Stigma remains a tragically persistent barrier for many individuals and families touched by mental illness. That colleges are recognizing that this is a major issue and are devoting resources to helping their students is to be commended. Every time there is an acknowledgement of mental health needs, it is one more step we are taking toward a day when illnesses of the brain are treated no differently than those of kidneys or lungs.

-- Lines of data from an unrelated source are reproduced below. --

// Copyright (c) 2024-2025 Jesse Morgan / Morgan Forge
// SPDX-License-Identifier: AGPL-3.0-or-later

//! Dashboard content persisted through the durable file store.

use chrono::{TimeZone, Utc};
use serde_json::json;
use tempfile::tempdir;

use siteguard::config::GuardConfig;
use siteguard::content::collections::{item_id, CMS_CONTENT_KEY};
use siteguard::content::{
    CollectionKind, ContentError, ContentItem, ContentRepository, MediaFilter, ACTIVITY_CAPACITY,
};
use siteguard::security::SessionGuard;
use siteguard::store::{JsonFileStore, MemoryStore, Store};

#[test]
fn test_content_survives_reopen() {
    let dir = tempdir().unwrap();
    let path = dir.path().join("local_storage.json");
    let now = Utc.with_ymd_and_hms(2024, 7, 1, 10, 0, 0).unwrap();

    {
        let repo = ContentRepository::new(JsonFileStore::open(&path).unwrap());
        repo.set_field("pages/projects.html", "intro", "Boreholes in 12 villages", now)
            .unwrap();
        repo.add_media("map.png", "image/png", &[1, 2, 3], now).unwrap();
    }

    let repo = ContentRepository::new(JsonFileStore::open(&path).unwrap());
    assert_eq!(
        repo.page_content("pages/projects.html").unwrap()["intro"],
        "Boreholes in 12 villages"
    );
    let images = repo.filter_media(MediaFilter::Images, "map").unwrap();
    assert_eq!(images.len(), 1);
    assert_eq!(images[0].data, "data:image/png;base64,AQID");
}

#[test]
fn test_guard_and_content_share_durable_store() {
    let dir = tempdir().unwrap();
    let durable = JsonFileStore::open(dir.path().join("local_storage.json")).unwrap();
    let now = Utc.with_ymd_and_hms(2024, 7, 1, 10, 0, 0).unwrap();

    let mut guard = SessionGuard::new(&durable, MemoryStore::new(), GuardConfig::default());
    let content = ContentRepository::new(&durable);

    guard.attempt_login("admin@ngo.org", "123", now).unwrap();
    content.set_field("index.html", "title", "Welcome", now).unwrap();
    content.clear_cache(now).unwrap();

    // Clearing the content cache leaves the security log alone
    assert_eq!(guard.security_events().unwrap().len(), 1);
    assert!(guard.current_session(now).is_some());
}

#[test]
fn test_backup_file_restores_into_fresh_store() {
    let dir = tempdir().unwrap();
    let now = Utc.with_ymd_and_hms(2024, 7, 1, 10, 0, 0).unwrap();

    let source = ContentRepository::new(MemoryStore::new());
    source.set_field("index.html", "title", "Welcome", now).unwrap();
    source.add_media("report.pdf", "application/pdf", b"%PDF-1.4", now).unwrap();
    let backup = source.create_backup(now).unwrap();

    let backup_path = dir.path().join("admin-backup.json");
    std::fs::write(&backup_path, serde_json::to_string_pretty(&backup).unwrap()).unwrap();

    let other = JsonFileStore::open(dir.path().join("other.json")).unwrap();
    let target = ContentRepository::new(other);
    let document = std::fs::read_to_string(&backup_path).unwrap();
    target.restore_backup(&document, now).unwrap();

    assert_eq!(target.page_content("index.html").unwrap()["title"], "Welcome");
    assert_eq!(target.media().unwrap()[0].name, "report.pdf");
    assert!(target.activities().unwrap().len() <= ACTIVITY_CAPACITY);
}

#[test]
fn test_collections_survive_reopen_and_clear_cache() {
    let dir = tempdir().unwrap();
    let path = dir.path().join("local_storage.json");
    let now = Utc.with_ymd_and_hms(2024, 7, 1, 10, 0, 0).unwrap();
    let focus: ContentItem = serde_json::from_value(json!({
        "name": "Education",
        "description": "Schools and libraries",
        "detailedDescription": "<p>Evening classes.</p>",
        "icon": "fas fa-book",
        "statistics": {"schools": "8"}
    }))
    .unwrap();

    let id = {
        let repo = ContentRepository::new(JsonFileStore::open(&path).unwrap());
        let item = repo
            .save_item(CollectionKind::FocusAreas, None, focus, now)
            .unwrap();
        repo.clear_cache(now).unwrap();
        item_id(&item).unwrap().to_string()
    };

    let durable = JsonFileStore::open(&path).unwrap();
    assert!(durable.get(CMS_CONTENT_KEY).unwrap().is_some());
    let repo = ContentRepository::new(durable);
    let item = repo.find_item(CollectionKind::FocusAreas, &id).unwrap();
    assert_eq!(item["statistics"]["schools"], "8");

    // An export written by one store replaces the collection in another
    let export = serde_json::to_string(&repo.export_collections(now).unwrap()).unwrap();
    let target = ContentRepository::new(MemoryStore::new());
    target.import_collections(&export, now).unwrap();
    assert_eq!(target.collections().unwrap(), repo.collections().unwrap());

    let missing = ContentItem::new();
    assert!(matches!(
        target.save_item(CollectionKind::Pages, None, missing, now),
        Err(ContentError::InvalidItem { .. })
    ));
}
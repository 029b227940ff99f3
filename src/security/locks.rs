// Copyright (c) 2024-2025 Jesse Morgan / Morgan Forge
// SPDX-License-Identifier: AGPL-3.0-or-later

//! Poison-tolerant lock helpers for the storage layer.
//!
//! Stores keep their key space behind an `RwLock` so they can be shared by
//! reference between the guard and the content repository. A poisoned lock
//! is logged at `error` and its guard is handed back.
//!
//! ```
//! use std::sync::RwLock;
//! use siteguard::security::locks::{resilient_read, resilient_write};
//!
//! let lock = RwLock::new(vec!["admin_login_attempts"]);
//! resilient_write(&lock).push("admin_account_locked");
//! assert_eq!(resilient_read(&lock).len(), 2);
//! ```

use std::sync::{RwLock, RwLockReadGuard, RwLockWriteGuard};

/// Acquire a read lock, recovering the guard if the lock was poisoned.
#[inline]
pub fn resilient_read<T>(lock: &RwLock<T>) -> RwLockReadGuard<'_, T> {
    match lock.read() {
        Ok(guard) => guard,
        Err(poisoned) => {
            tracing::error!(
                target: "security::locks",
                event = "LOCK_POISONED_READ",
                "Store lock was poisoned during read. Recovering the key space; \
                 a previous writer panicked and stored values may be stale."
            );
            poisoned.into_inner()
        }
    }
}

/// Acquire a write lock, recovering the guard if the lock was poisoned.
#[inline]
pub fn resilient_write<T>(lock: &RwLock<T>) -> RwLockWriteGuard<'_, T> {
    match lock.write() {
        Ok(guard) => guard,
        Err(poisoned) => {
            tracing::error!(
                target: "security::locks",
                event = "LOCK_POISONED_WRITE",
                "Store lock was poisoned during write. Recovering the key space; \
                 a previous writer panicked and stored values may be stale."
            );
            poisoned.into_inner()
        }
    }
}

#[cfg(test)]
mod tests {
    use super::*;
    use std::collections::HashMap;
    use std::sync::Arc;
    use std::thread;

    #[test]
    fn test_read_after_write() {
        let lock = RwLock::new(HashMap::new());
        resilient_write(&lock).insert("admin_login_attempts", "2");
        assert_eq!(resilient_read(&lock).get("admin_login_attempts"), Some(&"2"));
    }

    #[test]
    fn test_poisoned_store_still_readable_and_writable() {
        let lock = Arc::new(RwLock::new(HashMap::from([("admin_session", "x")])));
        let lock_clone = Arc::clone(&lock);

        let handle = thread::spawn(move || {
            let _guard = lock_clone.write().unwrap();
            panic!("intentional panic to poison lock");
        });
        let _ = handle.join();

        assert_eq!(resilient_read(&lock).get("admin_session"), Some(&"x"));

        resilient_write(&lock).remove("admin_session");
        assert!(resilient_read(&lock).is_empty());
    }
}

One troubling anecdote in the story was the way in which local police responded to a 911 call about what the caller believed to be a potentially suicidal student. Of course, the caller was 100% correct in calling for help (far better to err on the side of caution than to do nothing and risk tragic consequences) and the police did what they thought necessary to prevent a death. However, certain aspects of the police response (shouting, aggression, threats of involuntary hospitalization) show a lack of training and understanding of how to deal with mental health needs. The Parent-Professional Advocacy League has prepared a guide for police responding to youth with mental health needs that should be mandatory ready nationally.
Some of the challenges highlighted in the article are almost exactly the same as what we have found here in Massachusetts: long wait lists for young people to see mental health providers; high costs associated with care; undiagnosed mental illnesses that developed during early teen years; and a reexamination of the role of schools (either secondary or post-secondary) as health providers for students.
In state advocacy work, it’s always nice to see how what you’re doing connects to a larger, national scene. The omnibus legislation passed last session and this session’s coordination of care bill are both significant steps down the path toward addressing the very concerns raised by NPR.